Municipal Councilor in Woerden
- Incumbent
- Assumed office 30 March 2022

Member of the House of Representatives
- In office 4 February 2019 – 31 March 2021
- In office 23 March 2017 – 15 October 2018

Member of the Provincial Council of Utrecht
- In office 26 March 2015 – 4 February 2019

Personal details
- Born: Femke Merel Arissen 9 November 1983 (age 42) Huizen, Netherlands
- Party: Splinter (since 2020)
- Other party: Party for the Animals (2003–2019) Party for the Future (2020)
- Alma mater: Utrecht University (Bachelor of Laws)
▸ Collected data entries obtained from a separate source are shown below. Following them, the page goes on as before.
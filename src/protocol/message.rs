//! Inbound server messages.
//!
//! # Format
//!
//! ```json
//! { "type": "frame",  "data": "<base64 jpeg>", "stats": { "fps": 15.0 } }
//! { "type": "stats",  "data": { "frameCount": 120, "processingTime": 7.9 } }
//! { "type": "status", "data": "camera started" }
//! ```

// ============================================================================
// Imports
// ============================================================================

use serde::Deserialize;
use serde_json::{Value, from_str, from_value};

use crate::error::{Error, Result};
use crate::stats::StatsPatch;

// ============================================================================
// Envelope
// ============================================================================

/// Raw message shape before dispatch on `type`.
#[derive(Debug, Deserialize)]
struct Envelope {
    #[serde(rename = "type")]
    kind: Option<String>,

    #[serde(default)]
    data: Value,

    #[serde(default)]
    stats: Value,
}

// ============================================================================
// ServerMessage
// ============================================================================

/// A message received from the frame server.
#[derive(Debug, Clone, PartialEq)]
pub enum ServerMessage {
    /// A new frame, optionally with a stats patch.
    Frame {
        /// Base64 image payload.
        data: String,
        /// Stats carried alongside the frame.
        stats: Option<StatsPatch>,
    },

    /// Stats update without a frame.
    Stats(StatsPatch),

    /// Informational server status.
    Status(Value),

    /// Unrecognised message type.
    Unknown {
        /// The `type` field as received.
        kind: String,
    },
}

impl ServerMessage {
    /// Parses a text message.
    ///
    /// # Errors
    ///
    /// - [`Error::Json`] if `text` is not a JSON object of the envelope shape
    /// - [`Error::Protocol`] if `type` is missing or the payload for a known
    ///   type has the wrong shape
    pub fn parse(text: &str) -> Result<Self> {
        let envelope: Envelope = from_str(text)?;

        let kind = envelope
            .kind
            .ok_or_else(|| Error::protocol("message has no type"))?;

        match kind.as_str() {
            "frame" => {
                let Value::String(data) = envelope.data else {
                    return Err(Error::protocol("frame data must be a base64 string"));
                };
                let stats = match envelope.stats {
                    Value::Null => None,
                    Value::Object(_) => Some(parse_patch(envelope.stats)?),
                    _ => return Err(Error::protocol("frame stats must be an object")),
                };
                Ok(Self::Frame { data, stats })
            }

            "stats" => {
                if !envelope.data.is_object() {
                    return Err(Error::protocol("stats data must be an object"));
                }
                Ok(Self::Stats(parse_patch(envelope.data)?))
            }

            "status" => Ok(Self::Status(envelope.data)),

            _ => Ok(Self::Unknown { kind }),
        }
    }

    /// The wire `type` of this message.
    #[must_use]
    pub fn kind(&self) -> &str {
        match self {
            Self::Frame { .. } => "frame",
            Self::Stats(_) => "stats",
            Self::Status(_) => "status",
            Self::Unknown { kind } => kind,
        }
    }
}

fn parse_patch(value: Value) -> Result<StatsPatch> {
    from_value(value).map_err(|e| Error::protocol(format!("invalid stats patch: {e}")))
}

// ============================================================================
// Tests
// ============================================================================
= Femke Merel van Kooten =

Dutch politician

Femke Merel van Kooten-Arissen (/nl/; ; born 9 November 1983) is a Dutch politician and former member of the House of Representatives.

==Political career==
===Party for the Animals===
Van Kooten served as a member of the Provincial Council of Utrecht for the Party for the Animals (PvdD) from 26 March 2015 until 4 February 2019.

She was first elected in the 2017 general election. From 15 October 2018 to 4 February 2019, she was on maternity leave from Parliament.

===Independent MP and Party for the Future===
On 16 July 2019, she left the PvdD and became an independent MP. In December 2019, she joined 50PLUS but remained an independent member of parliament. She left 50PLUS in May 2020 along with its leader Henk Krol, forming the Party for the Future (PvdT).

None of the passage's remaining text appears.